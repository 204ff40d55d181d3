//! Metrics collection and exposition.
//!
//! # Metrics
//! - `launch_proxy_requests_total` (counter): requests by status, outcome
//! - `launch_proxy_request_duration_seconds` (histogram): handler latency
//! - `launch_proxy_upstream_responses_total` (counter): upstream statuses
//! - `launch_proxy_rejections_total` (counter): client/config rejections by reason
//!
//! Recording is a no-op until [`init_metrics`] installs the exporter.

use std::net::SocketAddr;
use std::time::Instant;

use metrics::{counter, histogram};
use metrics_exporter_prometheus::PrometheusBuilder;

/// Start the Prometheus scrape endpoint on `addr`.
pub fn init_metrics(addr: SocketAddr) {
    match PrometheusBuilder::new().with_http_listener(addr).install() {
        Ok(()) => tracing::info!(address = %addr, "Metrics endpoint listening"),
        Err(e) => tracing::error!(error = %e, "Failed to install metrics exporter"),
    }
}

pub fn record_request(status: u16, outcome: &'static str, start: Instant) {
    counter!(
        "launch_proxy_requests_total",
        "status" => status.to_string(),
        "outcome" => outcome
    )
    .increment(1);
    histogram!("launch_proxy_request_duration_seconds").record(start.elapsed().as_secs_f64());
}

pub fn record_upstream(status: u16) {
    counter!("launch_proxy_upstream_responses_total", "status" => status.to_string()).increment(1);
}

pub fn record_rejection(reason: &'static str) {
    counter!("launch_proxy_rejections_total", "reason" => reason).increment(1);
}
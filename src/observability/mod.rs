//! Observability subsystem.
//!
//! # Data Flow
//! ```text
//! handlers and the upstream client produce:
//!     → logging.rs (structured log events)
//!     → metrics.rs (counters, histograms)
//!
//! Consumers:
//!     → Log aggregation (stdout)
//!     → Metrics endpoint (Prometheus scrape, optional)
//! ```
//!
//! # Design Decisions
//! - Structured logging (JSON) for machine parsing
//! - Request ID attached to every handler log line
//! - The API token is never a log field

pub mod logging;
pub mod metrics;
//! Upstream API token.
//!
//! The token is read once at startup and handed to the upstream client. It is
//! never logged and never serialized into a response.

use std::fmt;

/// Secret credential for the upstream launch API.
#[derive(Clone, PartialEq, Eq)]
pub struct ApiToken(String);

impl ApiToken {
    /// Wrap a raw token. Blank values are treated as absent.
    pub fn new(raw: impl Into<String>) -> Option<Self> {
        let raw = raw.into();
        let trimmed = raw.trim();
        if trimmed.is_empty() {
            None
        } else {
            Some(Self(trimmed.to_string()))
        }
    }

    /// Read the token from the named environment variable.
    pub fn from_env(var: &str) -> Option<Self> {
        std::env::var(var).ok().and_then(Self::new)
    }

    /// Value for the upstream `Authorization` header.
    pub fn authorization(&self) -> String {
        format!("Token {}", self.0)
    }
}

impl fmt::Debug for ApiToken {
    fn fmt(&self, f: &mut fmt::Formatter<'_>) -> fmt::Result {
        f.write_str("ApiToken(***)")
    }
}

#[cfg(test)]
mod tests {
    use super::*;

    #[test]
    fn test_blank_token_is_absent() {
        assert!(ApiToken::new("").is_none());
        assert!(ApiToken::new("   \n").is_none());
    }

    #[test]
    fn test_token_is_trimmed() {
        let token = ApiToken::new(" abc123\n").unwrap();
        assert_eq!(token.authorization(), "Token abc123");
    }

    #[test]
    fn test_debug_is_redacted() {
        let token = ApiToken::new("super-secret").unwrap();
        let rendered = format!("{:?}", token);
        assert!(!rendered.contains("super-secret"));
        assert_eq!(rendered, "ApiToken(***)");
    }

    #[test]
    fn test_missing_env_var() {
        assert!(ApiToken::from_env("LAUNCH_PROXY_TEST_UNSET_TOKEN_VAR").is_none());
    }
}
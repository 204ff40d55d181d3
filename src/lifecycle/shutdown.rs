//! Shutdown coordination for the proxy.

use tokio::sync::broadcast;

/// Coordinator for graceful shutdown.
///
/// The HTTP server subscribes before it starts serving; tests and the signal
/// listener trigger it.
pub struct Shutdown {
    tx: broadcast::Sender<()>,
}

impl Shutdown {
    pub fn new() -> Self {
        let (tx, _) = broadcast::channel(1);
        Self { tx }
    }

    /// Subscribe to the shutdown signal.
    pub fn subscribe(&self) -> broadcast::Receiver<()> {
        self.tx.subscribe()
    }

    /// Trigger the shutdown signal. Subscribers that already exited are ignored.
    pub fn trigger(&self) {
        let _ = self.tx.send(());
    }
}

impl Default for Shutdown {
    fn default() -> Self {
        Self::new()
    }
}
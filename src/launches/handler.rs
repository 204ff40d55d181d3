//! Axum handler for `/launches`.

use std::time::Instant;

use axum::extract::{RawQuery, State};
use axum::http::Method;
use axum::response::{IntoResponse, Response};

use crate::http::server::AppState;
use crate::http::X_REQUEST_ID;
use crate::launches::error::LaunchError;
use crate::observability::metrics;

/// Accepts every method so non-GET requests get the JSON 405 body.
pub async fn launches_handler(
    State(state): State<AppState>,
    method: Method,
    headers: axum::http::HeaderMap,
    RawQuery(query): RawQuery,
) -> Response {
    let start_time = Instant::now();
    let request_id = headers
        .get(X_REQUEST_ID)
        .and_then(|v| v.to_str().ok())
        .unwrap_or("unknown")
        .to_string();

    match state.proxy.handle(&method, query.as_deref()).await {
        Ok(ok) => {
            tracing::debug!(request_id = %request_id, endpoint = %ok.endpoint, "Launches served");
            metrics::record_request(200, "ok", start_time);
            ok.into_response()
        }
        Err(err) => {
            log_error(&request_id, &err);
            if err.is_rejection() {
                metrics::record_rejection(err.kind());
            }
            metrics::record_request(err.status().as_u16(), err.kind(), start_time);
            err.into_response()
        }
    }
}

fn log_error(request_id: &str, err: &LaunchError) {
    match err {
        LaunchError::Misconfigured => {
            tracing::error!(request_id = %request_id, "Launch API token is not configured");
        }
        LaunchError::RateLimited { rate_limit } => {
            tracing::warn!(
                request_id = %request_id,
                retry_after = %rate_limit.retry_after_or_default(),
                "Rate limited by launch API"
            );
        }
        LaunchError::Upstream { status, .. } => {
            tracing::error!(request_id = %request_id, status = %status, "Launch API error");
        }
        LaunchError::Transport(e) => {
            tracing::error!(request_id = %request_id, error = %e, "Launch API unreachable");
        }
        LaunchError::Decode(e) => {
            tracing::error!(request_id = %request_id, error = %e, "Launch API returned invalid JSON");
        }
        LaunchError::BodyTooLarge { limit } => {
            tracing::error!(request_id = %request_id, limit = %limit, "Launch API response exceeded size limit");
        }
        _ => {
            tracing::warn!(request_id = %request_id, reason = err.kind(), error = %err, "Rejected launches request");
        }
    }
}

▶ **To do**: Say how many lines in the preceding material include the word "broadcast", with no other words in the reply.

▶ **Response to this task**: 4